Bruce Bartlett, apostate.
Krugman, Paul ; Sullivan, Andrew
Former Reagan economic adviser Bruce Bartlett's December
article, "Revenge of the Reality-Based Community," quickly
became The American Conservative's most popular article ever,
garnering more than 200,000 page views and 18,000 Facebook
"likes"
All hail Bruce Bartlett, who writes movingly about how he came to
realize that movement conservatism and its economic doctrine
weren't what he imagined them to be, and in particular how he came
to realize that Keynesian analysis had a point.
Bartlett's essay only drives home, of course, how very few
economists--whether in the policy/think tank world or in academia--have
been willing to do the same.
PAUL KRUGMAN
Excerpt from a New York Times blog post
What Bruce and I shared was a belief that the conservatism of the
1980s, while defensible in its time with a few obvious exceptions, was
irrelevant for the world that Reaganism had created.... Taxes were way
lower than they had historically been, and conservatives should be glad
about this but vigilant about debt and spending--not eager to cut taxes
even more, especially in wartime. America was more multicultural, and
one minority, gay citizens, was actively seeking greater responsibility
and inclusion. But by the new millennium, low taxes were unbreakable
theological truths on the right and gays were Biblically repellent and
had to be re-ostracized--by amending the federal constitution no less.
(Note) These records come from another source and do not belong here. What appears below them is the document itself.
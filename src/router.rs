//! Backend selection

use std::time::Duration;

use async_trait::async_trait;
use tokio::net::TcpStream;
use tracing::{debug, info, warn};

use crate::config::{ClientParams, RelayConfig};
use crate::error::SshError;
use crate::session::Session;
use crate::transport::BoxStream;

/// Where a session goes and how to log in there
pub struct Route {
    /// Backend address, used for host key checks and diagnostics
    pub addr: String,
    /// Connection already opened to `addr`. Owned by the relay from here on.
    pub conn: BoxStream,
    pub params: ClientParams,
}

impl std::fmt::Debug for Route {
    fn fmt(&self, f: &mut std::fmt::Formatter<'_>) -> std::fmt::Result {
        f.debug_struct("Route")
            .field("addr", &self.addr)
            .field("user", &self.params.user)
            .finish_non_exhaustive()
    }
}

/// Routing policy. Called once per session, after the client authenticated and before
/// any backend handshake.
///
/// On error, any connection the router opened is its own to clean up.
#[async_trait]
pub trait Router: Send + Sync {
    async fn route(&self, upstream: &Session) -> Result<Route, SshError>;
}

/// Sends every session to the same backend over TCP
#[derive(Debug, Clone)]
pub struct FixedRouter {
    backend: String,
    params: ClientParams,
    connect_timeout: Option<Duration>,
    /// Log in to the backend as the upstream user instead of `params.user`
    forward_user: bool,
}

impl FixedRouter {
    pub fn new(backend: impl Into<String>, params: ClientParams) -> Self {
        Self {
            backend: backend.into(),
            params,
            connect_timeout: None,
            forward_user: false,
        }
    }

    pub fn connect_timeout(mut self, timeout: Option<Duration>) -> Self {
        self.connect_timeout = timeout;
        self
    }

    /// Take the backend connect timeout from `config.connect_timeout_secs`
    pub fn with_config(mut self, config: &RelayConfig) -> Self {
        self.connect_timeout = config.connect_timeout();
        self
    }

    pub fn forward_user(mut self, forward: bool) -> Self {
        self.forward_user = forward;
        self
    }

    async fn connect(&self) -> Result<TcpStream, SshError> {
        let connect = TcpStream::connect(&self.backend);
        let stream = match self.connect_timeout {
            Some(limit) => tokio::time::timeout(limit, connect).await.map_err(|_| {
                SshError::Timeout(format!("connecting to {} took longer than {:?}", self.backend, limit))
            })?,
            None => connect.await,
        }
        .map_err(|e| SshError::ConnectionFailed(format!("{}: {}", self.backend, e)))?;

        // Packets are small and interactive
        if let Err(e) = stream.set_nodelay(true) {
            warn!("Failed to set TCP_NODELAY: {}", e);
        }
        Ok(stream)
    }
}

#[async_trait]
impl Router for FixedRouter {
    async fn route(&self, upstream: &Session) -> Result<Route, SshError> {
        let mut params = self.params.clone();
        if self.forward_user {
            params.user = upstream.user().to_string();
        }

        debug!(session = %upstream.id(), backend = %self.backend, "connecting to backend");
        let conn = self.connect().await?;
        info!(
            session = %upstream.id(),
            "routing {} to {} as {}",
            upstream.user(),
            self.backend,
            params.user
        );

        Ok(Route {
            addr: self.backend.clone(),
            conn: Box::new(conn),
            params,
        })
    }
}

#[cfg(test)]
mod tests {
    use tokio::net::TcpListener;

    use super::*;
    use crate::config::AuthMethod;
    use crate::handshake::Permissions;
    use crate::known_hosts::HostKeyPolicy;
    use crate::transport::framed::FramedTransport;

    fn upstream_session() -> (Session, tokio::io::DuplexStream) {
        let (ours, theirs) = tokio::io::duplex(1024);
        let session = Session::upstream(
            "route-test".to_string(),
            "alice".to_string(),
            Permissions::with_method("publickey"),
            Box::new(FramedTransport::new(ours)),
        );
        (session, theirs)
    }

    #[tokio::test]
    async fn test_fixed_router_connects() {
        let listener = TcpListener::bind("127.0.0.1:0").await.unwrap();
        let addr = listener.local_addr().unwrap().to_string();
        let accept = tokio::spawn(async move { listener.accept().await.map(|_| ()) });

        let router = FixedRouter::new(
            addr.clone(),
            ClientParams::new("svc", AuthMethod::None, HostKeyPolicy::AcceptAny),
        )
        .forward_user(true)
        .connect_timeout(Some(Duration::from_secs(2)));

        let (session, _peer) = upstream_session();
        let route = router.route(&session).await.unwrap();
        assert_eq!(route.addr, addr);
        assert_eq!(route.params.user, "alice");
        accept.await.unwrap().unwrap();
    }

    #[tokio::test]
    async fn test_fixed_router_connect_failure() {
        // Bind then drop to get a port nobody listens on
        let listener = TcpListener::bind("127.0.0.1:0").await.unwrap();
        let addr = listener.local_addr().unwrap().to_string();
        drop(listener);

        let router = FixedRouter::new(
            addr,
            ClientParams::new("svc", AuthMethod::None, HostKeyPolicy::AcceptAny),
        );
        let (session, _peer) = upstream_session();
        let err = router.route(&session).await.unwrap_err();
        assert!(matches!(err, SshError::ConnectionFailed(_)));
    }

    #[test]
    fn test_fixed_router_with_config_sets_connect_timeout() {
        let params = ClientParams::new("svc", AuthMethod::None, HostKeyPolicy::AcceptAny);
        let config = RelayConfig::from_json(r#"{"connect_timeout_secs": 3}"#).unwrap();

        let router = FixedRouter::new("10.0.0.5:22", params.clone()).with_config(&config);
        assert_eq!(router.connect_timeout, Some(Duration::from_secs(3)));

        // Unset in the config clears a timeout set earlier
        let router = FixedRouter::new("10.0.0.5:22", params)
            .connect_timeout(Some(Duration::from_secs(9)))
            .with_config(&RelayConfig::default());
        assert!(router.connect_timeout.is_none());
    }
}
//! One side of a proxied connection

use std::fmt;
use std::sync::atomic::{AtomicBool, Ordering};
use std::sync::Arc;

use tokio_util::sync::CancellationToken;
use tracing::{debug, warn};

use crate::error::SshError;
use crate::handshake::Permissions;
use crate::packet::Packet;
use crate::transport::Transport;

#[derive(Debug, Clone, Copy, PartialEq, Eq)]
pub enum Side {
    /// Facing the client
    Upstream,
    /// Facing the backend
    Downstream,
}

impl fmt::Display for Side {
    fn fmt(&self, f: &mut fmt::Formatter<'_>) -> fmt::Result {
        match self {
            Side::Upstream => f.write_str("upstream"),
            Side::Downstream => f.write_str("downstream"),
        }
    }
}

/// A handshaken transport plus who is on the other end.
///
/// Routers get `&Session` for the upstream side; packet I/O stays inside the crate.
pub struct Session {
    id: String,
    side: Side,
    user: String,
    permissions: Option<Arc<Permissions>>,
    transport: Box<dyn Transport>,
    closed: AtomicBool,
    /// Fires on close so a pump blocked on this session returns at once
    close_token: CancellationToken,
}

impl Session {
    pub(crate) fn upstream(
        id: String,
        user: String,
        permissions: Permissions,
        transport: Box<dyn Transport>,
    ) -> Self {
        Self::new(id, Side::Upstream, user, Some(Arc::new(permissions)), transport)
    }

    pub(crate) fn downstream(id: String, user: String, transport: Box<dyn Transport>) -> Self {
        Self::new(id, Side::Downstream, user, None, transport)
    }

    fn new(
        id: String,
        side: Side,
        user: String,
        permissions: Option<Arc<Permissions>>,
        transport: Box<dyn Transport>,
    ) -> Self {
        Self {
            id,
            side,
            user,
            permissions,
            transport,
            closed: AtomicBool::new(false),
            close_token: CancellationToken::new(),
        }
    }

    /// Id shared by the upstream and downstream session of one proxied connection
    pub fn id(&self) -> &str {
        &self.id
    }

    pub fn side(&self) -> Side {
        self.side
    }

    pub fn user(&self) -> &str {
        &self.user
    }

    /// Authorization result; only the upstream side has one
    pub fn permissions(&self) -> Option<&Permissions> {
        self.permissions.as_deref()
    }

    pub fn is_closed(&self) -> bool {
        self.closed.load(Ordering::Acquire)
    }

    /// Close the session. Safe to call any number of times from any task; only the
    /// first call does work, the rest return immediately.
    pub async fn close(&self) {
        if self
            .closed
            .compare_exchange(false, true, Ordering::AcqRel, Ordering::Acquire)
            .is_err()
        {
            return;
        }

        self.close_token.cancel();
        if let Err(e) = self.transport.close().await {
            // The peer may already be gone; nothing left to release
            warn!(session = %self.id, side = %self.side, "transport close failed: {}", e);
        }
        debug!(session = %self.id, side = %self.side, "session closed");
    }

    pub(crate) async fn read_packet(&self) -> Result<Packet, SshError> {
        if self.is_closed() {
            return Err(SshError::SessionClosed);
        }
        tokio::select! {
            biased;
            _ = self.close_token.cancelled() => Err(SshError::SessionClosed),
            result = self.transport.read_packet() => result,
        }
    }

    pub(crate) async fn write_packet(&self, packet: Packet) -> Result<(), SshError> {
        if self.is_closed() {
            return Err(SshError::SessionClosed);
        }
        tokio::select! {
            biased;
            _ = self.close_token.cancelled() => Err(SshError::SessionClosed),
            result = self.transport.write_packet(packet) => result,
        }
    }
}

impl fmt::Debug for Session {
    fn fmt(&self, f: &mut fmt::Formatter<'_>) -> fmt::Result {
        f.debug_struct("Session")
            .field("id", &self.id)
            .field("side", &self.side)
            .field("user", &self.user)
            .field("closed", &self.is_closed())
            .finish_non_exhaustive()
    }
}
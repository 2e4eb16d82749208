//! Backend host key acceptance
//!
//! `HostKeyPolicy` travels inside `ClientParams`; the downstream handshake calls
//! `check` when the backend presents its key. `KnownHostsStore` reads and appends
//! OpenSSH `known_hosts` files.

use std::collections::HashMap;
use std::fs::{self, OpenOptions};
use std::io::{BufRead, BufReader, Write};
use std::path::{Path, PathBuf};
use std::sync::Arc;

use base64::{engine::general_purpose::STANDARD as BASE64, Engine};
use parking_lot::RwLock;
use russh::keys::{PublicKey, PublicKeyBase64};
use sha2::{Digest, Sha256};
use tracing::{debug, info, warn};

use crate::error::SshError;

/// Outcome of a known_hosts lookup
#[derive(Debug, Clone, PartialEq)]
pub enum HostKeyVerification {
    Verified,
    /// No key of this type recorded for the host
    Unknown { fingerprint: String },
    /// Recorded key differs (possible MITM)
    Changed {
        expected_fingerprint: String,
        actual_fingerprint: String,
    },
}

/// How the relay decides whether to trust a backend's host key
#[derive(Debug, Clone)]
pub enum HostKeyPolicy {
    /// Trust any key. Only for backends on a trusted network.
    AcceptAny,
    /// Trust keys whose SHA256 fingerprint is listed (with or without the `SHA256:` prefix)
    Fingerprints(Vec<String>),
    /// Check against a known_hosts store.
    /// Unknown hosts are rejected when `strict`, otherwise recorded and accepted.
    KnownHosts {
        store: Arc<KnownHostsStore>,
        strict: bool,
    },
}

impl HostKeyPolicy {
    pub fn check(&self, host: &str, port: u16, key: &PublicKey) -> Result<(), SshError> {
        match self {
            HostKeyPolicy::AcceptAny => {
                debug!("Accepting host key for {}:{} without verification", host, port);
                Ok(())
            }
            HostKeyPolicy::Fingerprints(allowed) => {
                let actual = KnownHostsStore::fingerprint(key);
                let bare = actual.trim_start_matches("SHA256:");
                if allowed
                    .iter()
                    .any(|fp| fp.trim_start_matches("SHA256:") == bare)
                {
                    Ok(())
                } else {
                    warn!("Host key for {}:{} not in allow list ({})", host, port, actual);
                    Err(SshError::HostKeyRejected(format!(
                        "{}:{} presented {}, which is not allowed",
                        host, port, actual
                    )))
                }
            }
            HostKeyPolicy::KnownHosts { store, strict } => {
                match store.verify(host, port, key) {
                    HostKeyVerification::Verified => Ok(()),
                    HostKeyVerification::Unknown { fingerprint } if *strict => {
                        warn!(
                            "Unknown host key for {}:{} ({}), strict mode",
                            host, port, fingerprint
                        );
                        Err(SshError::HostKeyRejected(format!(
                            "unknown host {}:{} with fingerprint {}",
                            host, port, fingerprint
                        )))
                    }
                    HostKeyVerification::Unknown { fingerprint } => {
                        info!(
                            "New backend {}:{}, recording host key {}",
                            host, port, fingerprint
                        );
                        if let Err(e) = store.add_host(host, port, key) {
                            warn!("Failed to save host key: {}", e);
                        }
                        Ok(())
                    }
                    HostKeyVerification::Changed {
                        expected_fingerprint,
                        actual_fingerprint,
                    } => {
                        warn!(
                            "HOST KEY CHANGED for {}:{}! Expected {}, got {}",
                            host, port, expected_fingerprint, actual_fingerprint
                        );
                        Err(SshError::HostKeyRejected(format!(
                            "key for {}:{} changed: expected {}, got {}",
                            host, port, expected_fingerprint, actual_fingerprint
                        )))
                    }
                }
            }
        }
    }
}

#[derive(Clone, Debug)]
struct HostKeyEntry {
    key_type: String,
    key_data: String,
}

/// In-memory view of a known_hosts file, appended to as hosts are learned
#[derive(Debug)]
pub struct KnownHostsStore {
    /// lookup key -> keys (one host may carry several key types)
    hosts: RwLock<HashMap<String, Vec<HostKeyEntry>>>,
    path: PathBuf,
}

impl KnownHostsStore {
    /// Store backed by `~/.ssh/known_hosts`
    pub fn user_default() -> Result<Self, SshError> {
        let home = dirs::home_dir()
            .ok_or_else(|| SshError::Config("cannot locate home directory".to_string()))?;
        Self::open(home.join(".ssh").join("known_hosts"))
    }

    /// Load from `path`. A missing file is an empty store.
    pub fn open(path: impl Into<PathBuf>) -> Result<Self, SshError> {
        let path = path.into();
        let hosts = if path.exists() {
            Self::parse_file(&path)?
        } else {
            debug!("known_hosts {} does not exist yet", path.display());
            HashMap::new()
        };

        Ok(Self {
            hosts: RwLock::new(hosts),
            path,
        })
    }

    fn parse_file(path: &Path) -> Result<HashMap<String, Vec<HostKeyEntry>>, SshError> {
        let reader = BufReader::new(fs::File::open(path)?);
        let mut hosts: HashMap<String, Vec<HostKeyEntry>> = HashMap::new();
        let mut count = 0;

        for line in reader.lines() {
            let line = line?;
            let line = line.trim();
            if line.is_empty() || line.starts_with('#') {
                continue;
            }

            // hostnames keytype base64key [comment]
            let mut fields = line.split_whitespace();
            let (Some(names), Some(key_type), Some(key_data)) =
                (fields.next(), fields.next(), fields.next())
            else {
                continue;
            };

            let entry = HostKeyEntry {
                key_type: key_type.to_string(),
                key_data: key_data.to_string(),
            };
            // Hashed names (|1|salt|hash) cannot be matched by lookup key
            for name in names.split(',').filter(|n| !n.starts_with('|')) {
                hosts
                    .entry(Self::normalize_hostname(name))
                    .or_default()
                    .push(entry.clone());
                count += 1;
            }
        }

        info!(
            "Loaded {} known host entries ({} hosts) from {}",
            count,
            hosts.len(),
            path.display()
        );
        Ok(hosts)
    }

    /// `[Host]:2222` -> `[host]:2222`, `Host` / `[Host]:22` -> `host`
    fn normalize_hostname(name: &str) -> String {
        if let Some(rest) = name.strip_prefix('[') {
            if let Some((host, port)) = rest.split_once("]:") {
                if let Ok(port) = port.parse::<u16>() {
                    return Self::make_key(host, port);
                }
            }
            return rest.trim_end_matches(']').to_lowercase();
        }
        name.to_lowercase()
    }

    fn make_key(host: &str, port: u16) -> String {
        let host = host.to_lowercase();
        if port == 22 {
            host
        } else {
            format!("[{}]:{}", host, port)
        }
    }

    /// OpenSSH-style `SHA256:<unpadded base64>` fingerprint
    pub fn fingerprint(key: &PublicKey) -> String {
        Self::fingerprint_bytes(&key.public_key_bytes())
    }

    fn fingerprint_bytes(blob: &[u8]) -> String {
        let hash = Sha256::digest(blob);
        format!("SHA256:{}", BASE64.encode(hash).trim_end_matches('='))
    }

    pub fn verify(&self, host: &str, port: u16, key: &PublicKey) -> HostKeyVerification {
        let lookup_key = Self::make_key(host, port);
        let actual_b64 = BASE64.encode(key.public_key_bytes());
        let actual_type = key.algorithm().as_str().to_string();
        let fingerprint = Self::fingerprint(key);

        let hosts = self.hosts.read();
        let Some(entries) = hosts.get(&lookup_key) else {
            debug!("Unknown host: {}", lookup_key);
            return HostKeyVerification::Unknown { fingerprint };
        };

        for entry in entries.iter().filter(|e| e.key_type == actual_type) {
            if entry.key_data == actual_b64 {
                debug!("Host key verified for {} ({})", lookup_key, actual_type);
                return HostKeyVerification::Verified;
            }
        }

        // Same type, different key
        if let Some(entry) = entries.iter().find(|e| e.key_type == actual_type) {
            let expected_fingerprint = BASE64
                .decode(&entry.key_data)
                .map(|blob| Self::fingerprint_bytes(&blob))
                .unwrap_or_else(|_| "unknown".to_string());
            return HostKeyVerification::Changed {
                expected_fingerprint,
                actual_fingerprint: fingerprint,
            };
        }

        debug!(
            "Host {} known but no {} key stored, treating as new",
            lookup_key, actual_type
        );
        HostKeyVerification::Unknown { fingerprint }
    }

    /// Record a key in memory and append it to the file
    pub fn add_host(&self, host: &str, port: u16, key: &PublicKey) -> Result<(), SshError> {
        let lookup_key = Self::make_key(host, port);
        let entry = HostKeyEntry {
            key_type: key.algorithm().as_str().to_string(),
            key_data: BASE64.encode(key.public_key_bytes()),
        };

        if let Some(parent) = self.path.parent() {
            fs::create_dir_all(parent)?;
        }
        let mut file = OpenOptions::new()
            .create(true)
            .append(true)
            .open(&self.path)?;
        writeln!(file, "{} {} {}", lookup_key, entry.key_type, entry.key_data)?;

        info!("Added host key for {} ({})", lookup_key, entry.key_type);
        self.hosts.write().entry(lookup_key).or_default().push(entry);
        Ok(())
    }

    pub fn path(&self) -> &Path {
        &self.path
    }
}

#[cfg(test)]
mod tests {
    use super::*;
    use tempfile::tempdir;

    const GITHUB_ED25519: &str =
        "ssh-ed25519 AAAAC3NzaC1lZDI1NTE5AAAAIOMqqnkVzrm0SdG6UOoqKLsabgH5C9okWi0dh2l9GKJl";

    fn github_key() -> PublicKey {
        PublicKey::from_openssh(GITHUB_ED25519).unwrap()
    }

    #[test]
    fn test_normalize_hostname() {
        assert_eq!(KnownHostsStore::normalize_hostname("GitHub.com"), "github.com");
        assert_eq!(KnownHostsStore::normalize_hostname("[github.com]:22"), "github.com");
        assert_eq!(
            KnownHostsStore::normalize_hostname("[backend.example.com]:2222"),
            "[backend.example.com]:2222"
        );
    }

    #[test]
    fn test_make_key() {
        assert_eq!(KnownHostsStore::make_key("github.com", 22), "github.com");
        assert_eq!(KnownHostsStore::make_key("Server.com", 2222), "[server.com]:2222");
    }

    #[test]
    fn test_fingerprint_format() {
        let fp = KnownHostsStore::fingerprint(&github_key());
        assert!(fp.starts_with("SHA256:"));
        assert!(!fp.ends_with('='));
    }

    #[test]
    fn test_verify_known_host() {
        let dir = tempdir().unwrap();
        let path = dir.path().join("known_hosts");
        std::fs::write(
            &path,
            format!("# comment\n\ngithub.com,|1|abc|def {} github\n", GITHUB_ED25519),
        )
        .unwrap();

        let store = KnownHostsStore::open(&path).unwrap();
        assert_eq!(
            store.verify("github.com", 22, &github_key()),
            HostKeyVerification::Verified
        );
        assert!(matches!(
            store.verify("github.com", 2222, &github_key()),
            HostKeyVerification::Unknown { .. }
        ));
    }

    #[test]
    fn test_verify_changed_key() {
        let dir = tempdir().unwrap();
        let path = dir.path().join("known_hosts");
        let other = BASE64.encode(b"some other key blob");
        std::fs::write(&path, format!("[bastion]:2022 ssh-ed25519 {}\n", other)).unwrap();

        let store = KnownHostsStore::open(&path).unwrap();
        match store.verify("bastion", 2022, &github_key()) {
            HostKeyVerification::Changed {
                expected_fingerprint,
                actual_fingerprint,
            } => {
                assert_ne!(expected_fingerprint, actual_fingerprint);
                assert_eq!(actual_fingerprint, KnownHostsStore::fingerprint(&github_key()));
            }
            other => panic!("expected Changed, got {:?}", other),
        }

        let policy = HostKeyPolicy::KnownHosts {
            store: Arc::new(store),
            strict: false,
        };
        assert!(matches!(
            policy.check("bastion", 2022, &github_key()),
            Err(SshError::HostKeyRejected(_))
        ));
    }

    #[test]
    fn test_add_host_persists() {
        let dir = tempdir().unwrap();
        let path = dir.path().join("ssh").join("known_hosts");

        let store = KnownHostsStore::open(&path).unwrap();
        store.add_host("backend", 2200, &github_key()).unwrap();
        assert_eq!(
            store.verify("backend", 2200, &github_key()),
            HostKeyVerification::Verified
        );

        let reloaded = KnownHostsStore::open(&path).unwrap();
        assert_eq!(
            reloaded.verify("backend", 2200, &github_key()),
            HostKeyVerification::Verified
        );
    }

    #[test]
    fn test_policy_strict_rejects_unknown() {
        let dir = tempdir().unwrap();
        let store = Arc::new(KnownHostsStore::open(dir.path().join("known_hosts")).unwrap());

        let strict = HostKeyPolicy::KnownHosts {
            store: store.clone(),
            strict: true,
        };
        assert!(strict.check("backend", 22, &github_key()).is_err());

        let lenient = HostKeyPolicy::KnownHosts {
            store: store.clone(),
            strict: false,
        };
        assert!(lenient.check("backend", 22, &github_key()).is_ok());
        // Recorded by the lenient check
        assert!(strict.check("backend", 22, &github_key()).is_ok());
    }

    #[test]
    fn test_policy_fingerprints() {
        let fp = KnownHostsStore::fingerprint(&github_key());
        let bare = fp.trim_start_matches("SHA256:").to_string();

        assert!(HostKeyPolicy::Fingerprints(vec![fp])
            .check("github.com", 22, &github_key())
            .is_ok());
        assert!(HostKeyPolicy::Fingerprints(vec![bare])
            .check("github.com", 22, &github_key())
            .is_ok());
        assert!(HostKeyPolicy::Fingerprints(vec!["SHA256:nope".to_string()])
            .check("github.com", 22, &github_key())
            .is_err());
        assert!(HostKeyPolicy::AcceptAny.check("github.com", 22, &github_key()).is_ok());
    }
}
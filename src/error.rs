//! Relay error types
//!
//! `SshError` is what transports, handshakes and routers report. `RelayError` is what a
//! proxied session ends with, tagged by the phase that failed.

use std::fmt;

use thiserror::Error;

use crate::relay::Direction;

#[derive(Error, Debug)]
pub enum SshError {
    #[error("Connection failed: {0}")]
    ConnectionFailed(String),

    #[error("Authentication failed: {0}")]
    AuthenticationFailed(String),

    #[error("Host key rejected: {0}")]
    HostKeyRejected(String),

    #[error("SSH protocol error: {0}")]
    ProtocolError(String),

    #[error("IO error: {0}")]
    IoError(#[from] std::io::Error),

    #[error("Key error: {0}")]
    KeyError(String),

    #[error("Invalid configuration: {0}")]
    Config(String),

    #[error("Session error: {0}")]
    SessionError(String),

    #[error("Timeout: {0}")]
    Timeout(String),

    /// Peer reached end of stream.
    #[error("Disconnected")]
    Disconnected,

    /// The session was closed locally, usually by the opposite pump.
    #[error("Session closed")]
    SessionClosed,

    #[error("Cancelled")]
    Cancelled,
}

impl From<russh::keys::Error> for SshError {
    fn from(err: russh::keys::Error) -> Self {
        SshError::KeyError(err.to_string())
    }
}

impl From<serde_json::Error> for SshError {
    fn from(err: serde_json::Error) -> Self {
        SshError::Config(err.to_string())
    }
}

/// Phase of a proxied session in which it ended.
#[derive(Debug, Clone, Copy, PartialEq, Eq)]
pub enum Phase {
    Upstream,
    Route,
    Downstream,
    Relay,
}

#[derive(Error, Debug)]
pub enum RelayError {
    #[error("upstream handshake failed: {0}")]
    Upstream(#[source] SshError),

    #[error("routing failed: {0}")]
    Route(#[source] SshError),

    #[error("ssh: handshake failed with {addr}: {source}")]
    Downstream {
        addr: String,
        #[source]
        source: SshError,
    },

    #[error("{0}")]
    Relay(#[source] PumpErrors),
}

impl RelayError {
    pub fn phase(&self) -> Phase {
        match self {
            RelayError::Upstream(_) => Phase::Upstream,
            RelayError::Route(_) => Phase::Route,
            RelayError::Downstream { .. } => Phase::Downstream,
            RelayError::Relay(_) => Phase::Relay,
        }
    }

    /// Pump outcomes, if the session made it to the relay phase.
    pub fn pump_errors(&self) -> Option<&PumpErrors> {
        match self {
            RelayError::Relay(errors) => Some(errors),
            _ => None,
        }
    }
}

/// Which half of a forwarding step failed.
#[derive(Debug, Clone, Copy, PartialEq, Eq)]
pub enum PumpOp {
    Read,
    Write,
    /// The pump task itself failed (panicked); which I/O step it was in is unknown
    Task,
}

impl fmt::Display for PumpOp {
    fn fmt(&self, f: &mut fmt::Formatter<'_>) -> fmt::Result {
        match self {
            PumpOp::Read => f.write_str("read"),
            PumpOp::Write => f.write_str("write"),
            PumpOp::Task => f.write_str("task"),
        }
    }
}

/// Terminal outcome of one pump task.
#[derive(Error, Debug)]
#[error("{direction} {op} failed: {source}")]
pub struct PumpError {
    pub direction: Direction,
    pub op: PumpOp,
    #[source]
    pub source: SshError,
}

impl PumpError {
    pub fn read(direction: Direction, source: SshError) -> Self {
        Self {
            direction,
            op: PumpOp::Read,
            source,
        }
    }

    pub fn write(direction: Direction, source: SshError) -> Self {
        Self {
            direction,
            op: PumpOp::Write,
            source,
        }
    }

    pub fn task(direction: Direction, source: SshError) -> Self {
        Self {
            direction,
            op: PumpOp::Task,
            source,
        }
    }
}

/// Outcomes of both pump tasks, kept together.
///
/// Only one of them usually caused the teardown; the other is the failure induced by the
/// forced close. Both are preserved for diagnostics.
#[derive(Debug, Default)]
pub struct PumpErrors {
    errors: Vec<PumpError>,
}

impl PumpErrors {
    pub fn new() -> Self {
        Self::default()
    }

    pub fn push(&mut self, error: PumpError) {
        self.errors.push(error);
    }

    pub fn len(&self) -> usize {
        self.errors.len()
    }

    pub fn is_empty(&self) -> bool {
        self.errors.is_empty()
    }

    pub fn iter(&self) -> impl Iterator<Item = &PumpError> {
        self.errors.iter()
    }

    pub fn get(&self, direction: Direction) -> Option<&PumpError> {
        self.errors.iter().find(|e| e.direction == direction)
    }

    pub fn into_vec(self) -> Vec<PumpError> {
        self.errors
    }
}

impl fmt::Display for PumpErrors {
    fn fmt(&self, f: &mut fmt::Formatter<'_>) -> fmt::Result {
        for (i, err) in self.errors.iter().enumerate() {
            if i > 0 {
                f.write_str("\n")?;
            }
            write!(f, "{}", err)?;
        }
        Ok(())
    }
}

impl std::error::Error for PumpErrors {
    fn source(&self) -> Option<&(dyn std::error::Error + 'static)> {
        self.errors
            .first()
            .map(|e| e as &(dyn std::error::Error + 'static))
    }
}

impl IntoIterator for PumpErrors {
    type Item = PumpError;
    type IntoIter = std::vec::IntoIter<PumpError>;

    fn into_iter(self) -> Self::IntoIter {
        self.errors.into_iter()
    }
}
Then came the crash of 2008 and a whole set of ideas about
self-regulating markets and risk had to be re-thought (as intellectually
honest libertarians like Alan Greenspan and Richard Posner conceded).
Facing this reality, Bartlett rediscovered Keynes as he actually was and
recognized the salience of Keynesianism for a new crisis that was an
almost textbook case for government intervention ...
We can easily become cynical about Washington. It contains a
hundred times more schmoozers and social climbers and lobbyists and
parasites than it does individuals genuinely committed to the common
good in different ways. And of those earnest individuals, only a few are
ballsy enough to follow their own reason doggedly enough to sufer social
ostracism, removal from all conservative media outlets, and loss of a
job--because their mind is not for sale or rent.
Bruce Bartlett is that kind of guy. We need so many more.